17. El método tal y como se reivindica en la cláusula 16, caracterizado porque el fluido es aplicado a un pozo de muestra que está en comunicación de fluido con dicho canal de entrada, el fluido fluye desde dicho pozo de muestra a dicho canal de entrada a través de acción capilar.

18. El método tal y como se reivindica en la cláusula 16 ó 17, caracterizado porque dichos canales de transmisión se extienden radialmente desde la periferia de dicha zona de análisis.

19. El método tal y como se reivindica en la cláusula 16 a 18, caracterizado porque dichos canales de transmisión tienen una proporción de aspecto de desde alrededor de 0.1 a alrededor de 10, y preferiblemente de desde alrededor de 0.5 a alrededor de 1.5.

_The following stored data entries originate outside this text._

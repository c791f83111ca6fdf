//! Single request/response exchange with the laptops backend and the failure
//! description it produces.

use std::error::Error as _;

use reqwest::{Client, Method, StatusCode};
use serde_json::Value;
use shared::error::ServerErrorBody;
use url::Url;

use crate::observer::{FailedRequest, InboundResponse, OutboundRequest, RequestObserver};

/// Why an exchange did not yield a success response.
#[derive(Debug, Clone, PartialEq, Eq)]
pub(crate) enum TransportFailure {
    Status { status: StatusCode, body: String },
    Network { message: String },
}

impl TransportFailure {
    pub(crate) fn is_not_found(&self) -> bool {
        matches!(self, Self::Status { status, .. } if *status == StatusCode::NOT_FOUND)
    }

    fn server_body(&self) -> Option<ServerErrorBody> {
        match self {
            Self::Status { body, .. } => ServerErrorBody::parse(body),
            Self::Network { .. } => None,
        }
    }

    pub(crate) fn transport_message(&self) -> String {
        match self {
            Self::Status { status, .. } => status_message(*status),
            Self::Network { message } => message.clone(),
        }
    }

    /// Server `message`, else the transport description.
    pub(crate) fn detail(&self) -> String {
        self.server_body()
            .and_then(|body| body.message().map(str::to_string))
            .unwrap_or_else(|| self.transport_message())
    }

    /// Server `title`, then server `message`, then the transport description.
    pub(crate) fn create_detail(&self) -> String {
        self.server_body()
            .and_then(|body| {
                body.title()
                    .or_else(|| body.message())
                    .map(str::to_string)
            })
            .unwrap_or_else(|| self.transport_message())
    }
}

fn status_message(status: StatusCode) -> String {
    format!("Request failed with status code {}", status.as_u16())
}

/// Flattens a reqwest error and its sources into one line.
fn describe(err: &reqwest::Error) -> String {
    let mut message = err.to_string();
    let mut source = err.source();
    while let Some(cause) = source {
        let cause_text = cause.to_string();
        if !message.contains(&cause_text) {
            message.push_str(": ");
            message.push_str(&cause_text);
        }
        source = cause.source();
    }
    message
}

pub(crate) async fn exchange(
    http: &Client,
    observer: &dyn RequestObserver,
    method: Method,
    url: Url,
    payload: Option<&Value>,
) -> Result<String, TransportFailure> {
    observer.on_request(&OutboundRequest {
        method: &method,
        url: &url,
        payload,
    });

    let mut request = http.request(method.clone(), url.clone());
    if let Some(payload) = payload {
        request = request.json(payload);
    }

    let response = match request.send().await {
        Ok(response) => response,
        Err(err) => {
            let message = describe(&err);
            observer.on_failure(&FailedRequest {
                method: &method,
                url: &url,
                payload,
                status: None,
                body: None,
                error: &message,
            });
            return Err(TransportFailure::Network { message });
        }
    };

    let status = response.status();
    let body = match response.text().await {
        Ok(body) => body,
        Err(err) => {
            let message = describe(&err);
            observer.on_failure(&FailedRequest {
                method: &method,
                url: &url,
                payload,
                status: Some(status),
                body: None,
                error: &message,
            });
            return Err(TransportFailure::Network { message });
        }
    };

    if !status.is_success() {
        observer.on_failure(&FailedRequest {
            method: &method,
            url: &url,
            payload,
            status: Some(status),
            body: Some(&body),
            error: &status_message(status),
        });
        return Err(TransportFailure::Status { status, body });
    }

    observer.on_response(&InboundResponse {
        method: &method,
        url: &url,
        status,
        body: &body,
    });
    Ok(body)
}
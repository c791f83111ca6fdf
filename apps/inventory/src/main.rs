use std::{
    io::{self, BufRead, Write},
    path::PathBuf,
    process::ExitCode,
    sync::Arc,
    time::Duration,
};

use anyhow::{Context, Result};
use clap::{Args, Parser, Subcommand};
use client_core::{LaptopClient, LaptopService};
use shared::{domain::LaptopId, draft::DraftField};
use tracing::{debug, info};
use tracing_subscriber::EnvFilter;

use inventory::{
    config::{load_settings, Overrides},
    controller::{DetailController, FormController, ListController, Outcome},
    render,
    router::Route,
};

#[derive(Parser, Debug)]
#[command(name = "inventory", about = "Manage the laptop inventory from the terminal")]
struct Cli {
    /// Config file to read instead of ./inventory.toml.
    #[arg(long, global = true)]
    config: Option<PathBuf>,
    /// Base address of the laptops API, e.g. http://localhost:8080/api.
    #[arg(long, global = true)]
    api_url: Option<String>,
    #[command(subcommand)]
    command: Command,
}

#[derive(Subcommand, Debug)]
enum Command {
    /// Show every laptop as a table.
    List,
    /// Show one laptop.
    Show { id: LaptopId },
    /// Add a laptop.
    Create {
        #[command(flatten)]
        fields: FieldArgs,
        /// Start from canned test values.
        #[arg(long)]
        sample: bool,
    },
    /// Change an existing laptop; fields not given keep their current value.
    Edit {
        id: LaptopId,
        #[command(flatten)]
        fields: FieldArgs,
    },
    /// Delete a laptop from the list.
    Delete {
        id: LaptopId,
        /// Skip the confirmation prompt.
        #[arg(long)]
        yes: bool,
    },
    /// Open the page mounted at a path such as /laptops/7.
    Open { route: String },
}

#[derive(Args, Debug, Default)]
struct FieldArgs {
    #[arg(long)]
    brand: Option<String>,
    #[arg(long)]
    model: Option<String>,
    #[arg(long)]
    price: Option<String>,
    #[arg(long)]
    processor: Option<String>,
    #[arg(long)]
    ram: Option<String>,
    #[arg(long)]
    storage: Option<String>,
    #[arg(long)]
    gpu: Option<String>,
    #[arg(long)]
    operating_system: Option<String>,
    #[arg(long)]
    screen_size: Option<String>,
    #[arg(long)]
    description: Option<String>,
    #[arg(long)]
    stock_quantity: Option<String>,
    #[arg(long)]
    available: Option<bool>,
}

impl FieldArgs {
    fn apply(self, form: &mut FormController) {
        let fields = [
            (DraftField::Brand, self.brand),
            (DraftField::Model, self.model),
            (DraftField::Price, self.price),
            (DraftField::Processor, self.processor),
            (DraftField::Ram, self.ram),
            (DraftField::Storage, self.storage),
            (DraftField::Gpu, self.gpu),
            (DraftField::OperatingSystem, self.operating_system),
            (DraftField::ScreenSize, self.screen_size),
            (DraftField::Description, self.description),
            (DraftField::StockQuantity, self.stock_quantity),
        ];
        for (field, value) in fields {
            if let Some(value) = value {
                form.set_field(field, value);
            }
        }
        if let Some(available) = self.available {
            form.set_available(available);
        }
    }
}

struct App {
    service: Arc<dyn LaptopService>,
    notice_ttl: Duration,
}

impl App {
    /// Mounts `route` read-only and prints it. Returns whether the page
    /// settled without an error.
    async fn show(&self, route: &Route) -> bool {
        debug!(%route, "mounting page");
        match route {
            Route::List => {
                let mut page = ListController::new(Arc::clone(&self.service), self.notice_ttl);
                page.load().await;
                print!("{}", render::render_list(&page));
                page.state().error().is_none()
            }
            Route::Detail(id) => {
                let mut page = DetailController::new(Arc::clone(&self.service));
                page.load(id.clone()).await;
                print!("{}", render::render_detail(&page));
                page.state().error().is_none()
            }
            Route::Create => {
                let page = FormController::new_create(Arc::clone(&self.service));
                print!("{}", render::render_form(&page));
                true
            }
            Route::Edit(id) => {
                let mut page = FormController::new_edit(Arc::clone(&self.service), id.clone());
                page.load().await;
                print!("{}", render::render_form(&page));
                page.state().error().is_none()
            }
        }
    }

    async fn follow(&self, outcome: Outcome) -> bool {
        match outcome.route() {
            Some(route) => self.show(route).await,
            None => true,
        }
    }

    async fn submit(&self, mut page: FormController, fields: FieldArgs) -> bool {
        if page.state().error().is_some() {
            print!("{}", render::render_form(&page));
            return false;
        }
        fields.apply(&mut page);

        let outcome = page.submit().await;
        if outcome.route().is_none() {
            print!("{}", render::render_form(&page));
            return page.state().error().is_none();
        }
        self.follow(outcome).await
    }

    async fn create(&self, fields: FieldArgs, sample: bool) -> bool {
        let mut page = FormController::new_create(Arc::clone(&self.service));
        if sample {
            page.fill_sample();
        }
        self.submit(page, fields).await
    }

    async fn edit(&self, id: LaptopId, fields: FieldArgs) -> bool {
        let mut page = FormController::new_edit(Arc::clone(&self.service), id);
        page.load().await;
        self.submit(page, fields).await
    }

    async fn delete(&self, id: LaptopId, assume_yes: bool) -> bool {
        let mut page = ListController::new(Arc::clone(&self.service), self.notice_ttl);
        page.load().await;
        if page.state().error().is_some() {
            print!("{}", render::render_list(&page));
            return false;
        }

        let outcome = page
            .delete(&id, |prompt| assume_yes || confirm_on_stdin(prompt))
            .await;
        if outcome == Outcome::Declined {
            info!(%id, "delete cancelled");
        }
        print!("{}", render::render_list(&page));
        page.state().error().is_none()
    }
}

fn confirm_on_stdin(prompt: &str) -> bool {
    eprint!("{prompt} [y/N] ");
    if io::stderr().flush().is_err() {
        return false;
    }
    let mut answer = String::new();
    match io::stdin().lock().read_line(&mut answer) {
        Ok(_) => matches!(answer.trim().to_ascii_lowercase().as_str(), "y" | "yes"),
        Err(_) => false,
    }
}

#[tokio::main]
async fn main() -> Result<ExitCode> {
    let cli = Cli::parse();

    let settings = load_settings(&Overrides {
        config_path: cli.config.clone(),
        api_base_url: cli.api_url.clone(),
    })
    .context("failed to load settings")?;

    let filter = EnvFilter::try_from_default_env()
        .unwrap_or_else(|_| EnvFilter::new(&settings.log_filter));
    tracing_subscriber::fmt()
        .with_env_filter(filter)
        .with_writer(io::stderr)
        .init();

    let client = LaptopClient::new(&settings.api_base_url)
        .with_context(|| format!("failed to set up client for {}", settings.api_base_url))?;
    info!(base_url = %client.base_url(), "laptops api");

    let app = App {
        service: Arc::new(client),
        notice_ttl: Duration::from_secs(settings.notice_ttl_secs),
    };

    let ok = match cli.command {
        Command::List => app.show(&Route::List).await,
        Command::Show { id } => app.show(&Route::Detail(id)).await,
        Command::Create { fields, sample } => app.create(fields, sample).await,
        Command::Edit { id, fields } => app.edit(id, fields).await,
        Command::Delete { id, yes } => app.delete(id, yes).await,
        Command::Open { route } => {
            let route = Route::parse(&route)?;
            app.show(&route).await
        }
    };

    Ok(if ok {
        ExitCode::SUCCESS
    } else {
        ExitCode::FAILURE
    })
}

20. El método tal y como se reivindica en la cláusula 16 a 19, caracterizado porque dichos canales de transmisión tienen un área en sección transversal de menos de alrededor de 20 milímetros cuadrados, y preferiblemente de desde alrededor de 0.01 a alrededor de 5 milímetros cuadrados. R E S U M E N Se proporciona un dispositivo de ensayo microfluídico para determinar la presencia o la ausencia de un analito dentro de una muestra de prueba. La presente invención proporciona una técnica para lograr un flujo continuo en un dispositivo microfluídico mediante el emplear por lo menos un canal de entrada, una zona de análisis y una pluralidad de canales de transmisión colocados alrededor del perímetro de la zona de análisis. En una incorporación, por ejemplo, los canales de transmisión se extienden radialmente desde la zona de análisis. Como resultado de la configuración particular del dispositivo microfluídico, puede llevarse a cabo un ensayo en un "paso único" sin la necesidad de fuerzas activas, tal como una fuerza de presión, una fuerza electrocinética, etc., para inducir el flujo de la muestra de prueba de fluido a través del dispositivo. En forma similar, la tasa de flujo está controlada de manera que el tiempo de permanencia de la muestra de prueba de fluido dentro de la zona de análisis es suficientemente prolongado para permitir las reacciones y/o detección deseadas.